Although earlier studies have given first information about which patients are suitable for sleep surgery, there are some serious concerns about the use of these forms of clinical examination in an awake situation. The authors are concerned whether the clinical assessment alone in an awake situation is sufficient for a careful surgical planning or not. Some of the concerns and limitations are discussed further.



3.2.5 Limitations


First, stage 1 patients can be cured with a simple tonsillectomy without performing UPPP. To the best of our knowledge, there are no studies comparing tonsillectomy with tonsillectomy and UPPP, but there is a meta-analysis showing that tonsillectomy alone can be useful. 17


Second, in these studies, classical UPPP or Friedman’s Z-palatoplasty was performed. There are studies suggesting that more recent pharyngeal techniques addressing the lateral pharyngeal walls in a different way have better surgical results. 18 , 19 These new techniques are discussed in Chapter 8.

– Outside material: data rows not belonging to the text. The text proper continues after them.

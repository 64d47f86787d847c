use core::mem;
use std::thread;
use std::time::Duration;

use hashbrown::HashSet;
use num::bigint::{BigUint, RandBigInt};
use num::{Integer, One, Zero};
use rand::Rng;
use tracing::{debug, info, warn};

use crate::dlog::{DlogConfig, Subgroup};

use super::{Error, Transport};

/// Rounds the verifier runs before revealing the secret
pub const DEFAULT_ROUNDS: usize = 30;

/// Draws allowed per round before giving up on a usable correlation value
pub const DEFAULT_MAX_DRAWS: usize = 64;

/// Oracle session configuration
#[derive(Clone, Debug, PartialEq)]
pub struct SessionConfig {
    pub rounds: usize,
    /// Optional pause after each passed round
    pub pause: Option<Duration>,
    pub max_draws: usize,
    pub dlog: DlogConfig,
}

impl Default for SessionConfig {
    fn default() -> Self {
        Self {
            rounds: DEFAULT_ROUNDS,
            pause: None,
            max_draws: DEFAULT_MAX_DRAWS,
            dlog: DlogConfig::default(),
        }
    }
}

/// Session-wide public parameters: prime modulus, generator, public value
#[derive(Clone, Debug, PartialEq)]
pub struct PublicParams {
    pub p: BigUint,
    pub g: BigUint,
    pub y: BigUint,
}

impl PublicParams {
    /// Parse the three parameter lines sent at session start
    pub fn parse(p: &str, g: &str, y: &str) -> Result<Self, Error> {
        let p = parse_value(p)?;

        if p <= BigUint::from(2_u8) {
            return Err(Error::ProtocolViolation(format!("modulus {} is too small", p)));
        }

        Ok(Self {
            g: parse_value(g)?.mod_floor(&p),
            y: parse_value(y)?.mod_floor(&p),
            p,
        })
    }
}

/// Parse `value`, `name = value` or `name: value`, decimal or 0x-prefixed hex
pub fn parse_value(line: &str) -> Result<BigUint, Error> {
    let value = line
        .rsplit(|c: char| c == '=' || c == ':')
        .next()
        .unwrap_or(line)
        .trim();

    let parsed = match value.strip_prefix("0x").or_else(|| value.strip_prefix("0X")) {
        Some(hex) => BigUint::parse_bytes(hex.as_bytes(), 16),
        None => BigUint::parse_bytes(value.as_bytes(), 10),
    };

    parsed.ok_or_else(|| Error::MalformedLine(line.to_string()))
}

/// Challenge branch selected by the verifier for a round
#[derive(Clone, Copy, Debug, PartialEq, Eq)]
pub enum Branch {
    /// Submit (w, C) with y*C = g^w mod p
    A,
    /// Submit (r, C) with g^r = C mod p
    B,
}

impl Branch {
    /// Parse a prompt line, the last token selects the branch
    pub fn parse(line: &str) -> Result<Self, Error> {
        let token = line
            .split(|c: char| c.is_whitespace() || c == ':')
            .filter(|t| !t.is_empty())
            .last()
            .unwrap_or("");

        match token.to_ascii_lowercase().as_str() {
            "a" | "0" => Ok(Branch::A),
            "b" | "1" => Ok(Branch::B),
            _ => Err(Error::MalformedLine(line.to_string())),
        }
    }
}

/// Response computed for one round
#[derive(Clone, Debug, PartialEq)]
pub struct Response {
    pub branch: Branch,
    /// w for branch A, r for branch B
    pub exponent: BigUint,
    pub correlation: BigUint,
}

impl Response {
    pub fn to_line(&self) -> String {
        format!("{} {}", self.exponent, self.correlation)
    }
}

/// Session state machine
#[derive(Clone, Debug, PartialEq)]
pub enum SessionState {
    AwaitingChallenge,
    ComputingResponse(Branch),
    Submitting(Response),
    RoundPassed,
    Failed,
    Completed(String),
}

/// Source of per-round correlation values
pub trait CorrelationSource {
    /// Draw a candidate in [1, p)
    ///
    /// Candidates that were already used, or whose target lies outside <g>, are
    /// discarded and drawn again
    fn draw(&mut self, p: &BigUint) -> BigUint;
}

/// Uniform correlation values from any random number generator
pub struct RandomCorrelation<R>(pub R);

impl<R: Rng> CorrelationSource for RandomCorrelation<R> {
    fn draw(&mut self, p: &BigUint) -> BigUint {
        self.0.gen_biguint_range(&BigUint::one(), p)
    }
}

/// Drives the multi-round discrete-log challenge/response protocol
pub struct Session<T, C> {
    transport: T,
    source: C,
    config: SessionConfig,
    params: PublicParams,
    group: Subgroup,
    used: HashSet<BigUint>,
    round: usize,
    state: SessionState,
}

impl<T: Transport, C: CorrelationSource> Session<T, C> {
    /// Read the public parameters and enter AwaitingChallenge
    pub fn start(mut transport: T, source: C, config: SessionConfig) -> Result<Self, Error> {
        let p = transport.recv_line()?;
        let g = transport.recv_line()?;
        let y = transport.recv_line()?;
        let params = PublicParams::parse(&p, &g, &y)?;

        let group = Subgroup::new(&params.g, &params.p, &config.dlog)?;

        debug!(p = %params.p, g = %params.g, y = %params.y, order = %group.order(), "session parameters");

        Ok(Self {
            transport,
            source,
            config,
            params,
            group,
            used: HashSet::new(),
            round: 0,
            state: SessionState::AwaitingChallenge,
        })
    }

    pub fn state(&self) -> &SessionState {
        &self.state
    }

    /// Rounds passed so far
    pub fn round(&self) -> usize {
        self.round
    }

    pub fn params(&self) -> &PublicParams {
        &self.params
    }

    /// Subgroup generated by g, factored once at session start
    pub fn group(&self) -> &Subgroup {
        &self.group
    }

    /// Every correlation value submitted this session
    pub fn used_correlations(&self) -> &HashSet<BigUint> {
        &self.used
    }

    pub fn into_transport(self) -> T {
        self.transport
    }

    /// Run rounds until the secret is revealed
    ///
    /// Any failure is terminal, later calls return `SessionFailed`
    pub fn run(&mut self) -> Result<String, Error> {
        loop {
            match &self.state {
                SessionState::Completed(secret) => return Ok(secret.clone()),
                SessionState::Failed => return Err(Error::SessionFailed),
                _ => (),
            }

            if let Err(e) = self.step() {
                warn!(round = self.round, error = %e, "session failed");
                self.state = SessionState::Failed;
                return Err(e);
            }
        }
    }

    /// Advance the state machine by one transition
    pub fn step(&mut self) -> Result<(), Error> {
        // a transition that errors leaves the session Failed
        let state = mem::replace(&mut self.state, SessionState::Failed);

        self.state = match state {
            SessionState::AwaitingChallenge => {
                if self.round >= self.config.rounds {
                    let secret = self.transport.recv_line()?;
                    info!(rounds = self.round, "session completed");
                    SessionState::Completed(secret)
                } else {
                    let branch = Branch::parse(&self.transport.recv_line()?)?;
                    debug!(round = self.round, ?branch, "challenge received");
                    SessionState::ComputingResponse(branch)
                }
            }
            SessionState::ComputingResponse(branch) => {
                SessionState::Submitting(self.respond(branch)?)
            }
            SessionState::Submitting(response) => {
                self.used.insert(response.correlation.clone());
                self.transport.send_line(&response.to_line())?;

                let verdict = self.transport.recv_line()?;
                if !verdict.trim().to_ascii_lowercase().starts_with("ok") {
                    return Err(Error::ProtocolViolation(verdict));
                }

                SessionState::RoundPassed
            }
            SessionState::RoundPassed => {
                self.round += 1;
                info!(round = self.round, "round passed");

                if let Some(pause) = self.config.pause {
                    if self.round < self.config.rounds {
                        thread::sleep(pause);
                    }
                }

                SessionState::AwaitingChallenge
            }
            SessionState::Completed(secret) => SessionState::Completed(secret),
            SessionState::Failed => return Err(Error::SessionFailed),
        };

        Ok(())
    }

    /// Compute the response for a branch with a fresh correlation value
    pub fn respond(&mut self, branch: Branch) -> Result<Response, Error> {
        let (correlation, target) = self.fresh_correlation(branch)?;
        let exponent = self.group.log(&target, self.config.dlog.step_limit)?;

        Ok(Response {
            branch,
            exponent,
            correlation,
        })
    }

    // draw until an unused value whose target has a log in <g> comes up
    fn fresh_correlation(&mut self, branch: Branch) -> Result<(BigUint, BigUint), Error> {
        let p = &self.params.p;

        for _ in 0..self.config.max_draws {
            let c = self.source.draw(p).mod_floor(p);

            if c.is_zero() || self.used.contains(&c) {
                continue;
            }

            let target = match branch {
                Branch::A => (&c * &self.params.y).mod_floor(p),
                Branch::B => c.clone(),
            };

            if self.group.contains(&target) {
                return Ok((c, target));
            }

            debug!(round = self.round, "correlation outside the generated subgroup");
        }

        Err(Error::CorrelationExhausted(self.config.max_draws))
    }
}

Third, the tongue base surgery performed was interstitial radiofrequency treatment (RFT). RFT turned out to be less effective in reducing the AHI. Nowadays, with the use of new technologies, such as coblation, midline glossectomy, or submucosal minimally invasive lingual excision (SMILE), results are better in patients with grade 3 or 4 Mallampati. 20 , 21 , 22


Besides, although Friedman argues that by using his classification, there is less subjectivity and a good agreement in classifying patients; however, in authors’ experience, patients often unintentionally elevate the tongue when they are asked to open their mouth. The size of the tongue can thus be overestimated, while the contrary also happens. The patient might depress the tongue leading to underestimation of its size. This experience has been recently corroborated by Sundman et al. 23 They recruited 4 ENT specialists and 11 ENT residents who scored themselves and there were 210 observations. The median kappa was 0.36 (first and third quartile, 0.23 and 0.42), corresponding to only a slight agreement. This study concluded that the Friedman tongue position demonstrated only a slight inter-examiner agreement among 15 medical doctors, indicating that the method is difficult to perform and could be an uncertain method to select patients for UPPP.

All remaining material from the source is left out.